La bolla di Kabul
Emanuele Giordana - Lettera22
Kabul vive sospesa in una bolla che galleggia sopra la guerra. Una guerra lontana nella città delle trame sottotraccia, parvenza di convivenza civile in una capitale su una linea del fronte che è alle sue porte, appena fuori, qualche chilometro.
Kabul vive sospesa in una bolla che galleggia sopra la guerra. Una guerra lontana nella città delle trame sottotraccia, parvenza di convivenza civile in una capitale su una linea del fronte che è alle sue porte, appena fuori, qualche chilometro. E mentre a Kabul, a Dubai, alle Maldive si fan prove sotterranee di negoziato, il conflitto si estende a macchia d'olio, non solo nel Sud e nell'Est del paese ma, in modo sempre più preoccupante, anche nel Nordest e nel Nordovest.
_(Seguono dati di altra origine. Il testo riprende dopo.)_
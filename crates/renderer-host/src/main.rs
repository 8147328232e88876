//! Resolver host CLI entry point.
//!
//! `serve` speaks the renderer protocol on stdin/stdout. The other
//! subcommands run a single lookup and print the reply payload as JSON.

use std::path::PathBuf;
use std::sync::Arc;

use clap::{Parser, Subcommand};
use log::info;
use renderer_host::{HostConfig, HostServer, Resolver};

#[derive(Parser, Debug)]
#[command(name = "renderer-host")]
#[command(about = "Grammar and theme resolver for the notebook code renderer")]
struct Args {
    /// Application root whose resources/app/extensions holds built-in extensions
    /// (default: directory of this executable)
    #[arg(long, global = true)]
    app_root: Option<PathBuf>,

    /// Directory of installed extensions, may be repeated
    /// (default: ~/.vscode/extensions)
    #[arg(long = "extensions-dir", global = true)]
    extensions_dirs: Vec<PathBuf>,

    /// Tokenizer engine binary sent to the client
    #[arg(long, global = true)]
    tokenizer: Option<PathBuf>,

    /// Log level
    #[arg(long, global = true, default_value = "info")]
    log_level: String,

    #[command(subcommand)]
    command: Command,
}

#[derive(Subcommand, Debug)]
enum Command {
    /// Answer renderer requests on stdin/stdout
    Serve,
    /// Print the grammar bundle for a language
    Grammar { language: String },
    /// Print the generated editor theme for a theme name
    Theme { name: String },
    /// List discovered extensions and their grammar and theme contributions
    Extensions,
}

impl Args {
    fn config(&self) -> HostConfig {
        let mut config = HostConfig::from_env();
        if let Some(root) = &self.app_root {
            config.app_root = root.clone();
        }
        if !self.extensions_dirs.is_empty() {
            config.extension_dirs = self.extensions_dirs.clone();
        }
        if let Some(tokenizer) = &self.tokenizer {
            config.tokenizer_path = Some(tokenizer.clone());
        }
        config
    }
}

#[tokio::main]
async fn main() -> anyhow::Result<()> {
    let args = Args::parse();

    // Logs go to stderr; stdout carries frames in serve mode
    env_logger::Builder::from_env(env_logger::Env::default().default_filter_or(&args.log_level))
        .target(env_logger::Target::Stderr)
        .init();

    let config = args.config();
    info!("[renderer-host] Configuration:");
    info!("[renderer-host]   App root: {:?}", config.app_root);
    info!("[renderer-host]   Built-in extensions: {:?}", config.builtin_extensions_dir());
    info!("[renderer-host]   Extension dirs: {:?}", config.extension_dirs);
    info!("[renderer-host]   Tokenizer: {:?}", config.tokenizer_path);

    let resolver = Arc::new(Resolver::from_config(&config).await);

    match args.command {
        Command::Serve => HostServer::new(resolver).serve_stdio().await,
        Command::Grammar { language } => {
            let grammar = resolver.request_tm_language(&language).await;
            println!("{}", serde_json::to_string_pretty(&grammar)?);
            Ok(())
        }
        Command::Theme { name } => {
            let theme = resolver.generate_theme(&name).await;
            println!("{}", serde_json::to_string_pretty(&theme)?);
            Ok(())
        }
        Command::Extensions => {
            for extension in resolver.extensions().extensions() {
                println!("{}  {}", extension.id, extension.root.display());
                let Some(contributions) = extension.manifest.contributions() else {
                    continue;
                };
                for grammar in &contributions.grammars {
                    if let Some(language) = &grammar.language {
                        println!("    grammar  {}", language);
                    }
                }
                for theme in &contributions.themes {
                    let name = theme.label.as_deref().or(theme.id.as_deref());
                    if let Some(name) = name {
                        println!("    theme    {}", name);
                    }
                }
            }
            Ok(())
        }
    }
}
L'impressione è che i fronti, oltreché numerosi, vadano molto per conto proprio. Con un bilancio di vittime costante. Mentre arrivava la notizia dei soldati italiani ammazzati, altre fanno da contorno: una scozzese di 36anni di una Ong americana uccisa mentre i soccorritori cercavano di sottrarla ai suoi rapitori, a Kunar. E la strage di venerdi alla moschea di un villaggio vicino a Kunduz, dove un'esplosione si è portati via, col governatore, anche venti poveracci che pregavano Allah. Si indica Hekmatyar, in questo caso. Per la vicenda di Kunar chi sa chi c'è dietro.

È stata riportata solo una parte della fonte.